Brain p44/42 mitogen‐activated protein kinase contributes to the sympathetic response to blood‐borne TNF‐α in rats

Abstract

Blood‐borne pro‐inflammatory cytokines act upon the central nervous system to increase sympathetic drive in normal and pathophysiological conditions including heart failure. The underlying signaling pathways are still poor understood. We tested the hypothesis that brain p44/42 mitogen‐activated protein kinase (MAPK) mediates tissue necrosis factor ‐ alpha (TNF‐α) induced sympatho‐excitatory responses. In urethane‐anesthetized rats, a centrally directed intracarotid artery (ICA) injection of TNF‐α elicited significant (p<0.05) increases in renal sympathetic nerve activity (RSNA), mean blood pressure (MBP) and heart rate (HR), and in hypothalamic phosphorylated p44/42 MAPK expression (Western blot and immunofluorescence).
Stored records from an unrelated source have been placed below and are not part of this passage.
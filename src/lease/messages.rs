use crate::grpc::{
    ProtoLeaseInternalReply, ProtoLeaseInternalReq, ProtoLeaseKeepAliveReply, ProtoLeaseKeepAliveReq,
    ProtoLeaseTimeToLiveReply, ProtoLeaseTimeToLiveReq, ProtoResponseHeader,
};
use crate::lease::LeaseId;
use prost::{EncodeError, Message};

// Typed forms of the lease forwarding bodies. The protobuf structs stay private to this module so
// the handler and client deal only in lease ids and ttls.

#[derive(Debug, thiserror::Error)]
pub enum MessageError {
    #[error(transparent)]
    Decode(#[from] prost::DecodeError),
    #[error("missing {0}")]
    Missing(&'static str),
}

#[derive(Debug, Clone, Copy, PartialEq)]
pub struct RenewRequest {
    pub lease_id: LeaseId,
}

#[derive(Debug, Clone, Copy, PartialEq)]
pub struct TimeToLiveRequest {
    pub lease_id: LeaseId,
    pub include_keys: bool,
}

#[derive(Debug, Clone, Default, PartialEq)]
pub struct ResponseHeader {
    pub cluster_id: u64,
    pub member_id: u64,
    pub revision: i64,
    pub raft_term: u64,
}

#[derive(Debug, Clone, PartialEq)]
pub struct RenewResponse {
    pub header: ResponseHeader,
    pub lease_id: LeaseId,
    pub ttl: i64,
}

#[derive(Debug, Clone, PartialEq)]
pub struct TimeToLiveResponse {
    pub header: ResponseHeader,
    pub lease_id: LeaseId,
    /// Remaining seconds.
    pub ttl: i64,
    pub granted_ttl: i64,
    /// Only populated when the request asked for keys.
    pub keys: Vec<Vec<u8>>,
}

fn encode_message<M: Message>(message: &M) -> Result<Vec<u8>, EncodeError> {
    let mut buf = Vec::with_capacity(message.encoded_len());
    message.encode(&mut buf)?;
    Ok(buf)
}

impl RenewRequest {
    pub fn encode(&self) -> Result<Vec<u8>, EncodeError> {
        encode_message(&ProtoLeaseKeepAliveReq {
            id: self.lease_id.as_i64(),
        })
    }

    pub fn decode(buf: &[u8]) -> Result<Self, MessageError> {
        let proto = ProtoLeaseKeepAliveReq::decode(buf)?;
        Ok(RenewRequest {
            lease_id: LeaseId::new(proto.id),
        })
    }
}

impl TimeToLiveRequest {
    pub fn encode(&self) -> Result<Vec<u8>, EncodeError> {
        encode_message(&ProtoLeaseInternalReq {
            lease_time_to_live_request: Some(ProtoLeaseTimeToLiveReq {
                id: self.lease_id.as_i64(),
                keys: self.include_keys,
            }),
        })
    }

    pub fn decode(buf: &[u8]) -> Result<Self, MessageError> {
        let proto = ProtoLeaseInternalReq::decode(buf)?;
        let inner = proto
            .lease_time_to_live_request
            .ok_or(MessageError::Missing("lease_time_to_live_request"))?;

        Ok(TimeToLiveRequest {
            lease_id: LeaseId::new(inner.id),
            include_keys: inner.keys,
        })
    }
}

impl RenewResponse {
    pub fn encode(&self) -> Result<Vec<u8>, EncodeError> {
        encode_message(&ProtoLeaseKeepAliveReply {
            header: Some(self.header.clone().into()),
            id: self.lease_id.as_i64(),
            ttl: self.ttl,
        })
    }

    pub fn decode(buf: &[u8]) -> Result<Self, MessageError> {
        let proto = ProtoLeaseKeepAliveReply::decode(buf)?;
        Ok(RenewResponse {
            header: proto.header.map(ResponseHeader::from).unwrap_or_default(),
            lease_id: LeaseId::new(proto.id),
            ttl: proto.ttl,
        })
    }
}

impl TimeToLiveResponse {
    pub fn encode(&self) -> Result<Vec<u8>, EncodeError> {
        encode_message(&ProtoLeaseInternalReply {
            lease_time_to_live_response: Some(ProtoLeaseTimeToLiveReply {
                header: Some(self.header.clone().into()),
                id: self.lease_id.as_i64(),
                ttl: self.ttl,
                granted_ttl: self.granted_ttl,
                keys: self.keys.clone(),
            }),
        })
    }

    pub fn decode(buf: &[u8]) -> Result<Self, MessageError> {
        let proto = ProtoLeaseInternalReply::decode(buf)?;
        let inner = proto
            .lease_time_to_live_response
            .ok_or(MessageError::Missing("lease_time_to_live_response"))?;

        Ok(TimeToLiveResponse {
            header: inner.header.map(ResponseHeader::from).unwrap_or_default(),
            lease_id: LeaseId::new(inner.id),
            ttl: inner.ttl,
            granted_ttl: inner.granted_ttl,
            keys: inner.keys,
        })
    }
}

// ------- Conversions --------

impl From<ResponseHeader> for ProtoResponseHeader {
    fn from(header: ResponseHeader) -> Self {
        ProtoResponseHeader {
            cluster_id: header.cluster_id,
            member_id: header.member_id,
            revision: header.revision,
            raft_term: header.raft_term,
        }
    }
}

impl From<ProtoResponseHeader> for ResponseHeader {
    fn from(proto: ProtoResponseHeader) -> Self {
        ResponseHeader {
            cluster_id: proto.cluster_id,
            member_id: proto.member_id,
            revision: proto.revision,
            raft_term: proto.raft_term,
        }
    }
}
Intracerebroventricular (ICV) pretreatment (4 days before) with small interfering RNA (siRNA) using SMART pool siRNA targeting p44/42 MAPK significantly reduced the increases in RSNA, MBP and HR induced by ICA TNF‐α, but pretreatment with vehicle or control siRNA had no effect. TNF‐α induced increases in RSNA, MBP and HR were similarly diminished by a continuous ICV infusion of the p44/42 MAPK inhibitor PD98059. These data suggest that blood‐borne TNF‐α activates the brain p44/42 MAPK pathway to elicit sympatho‐excitatory responses. Supported by a VA Merit Review Award and NIH RO1 HL073986.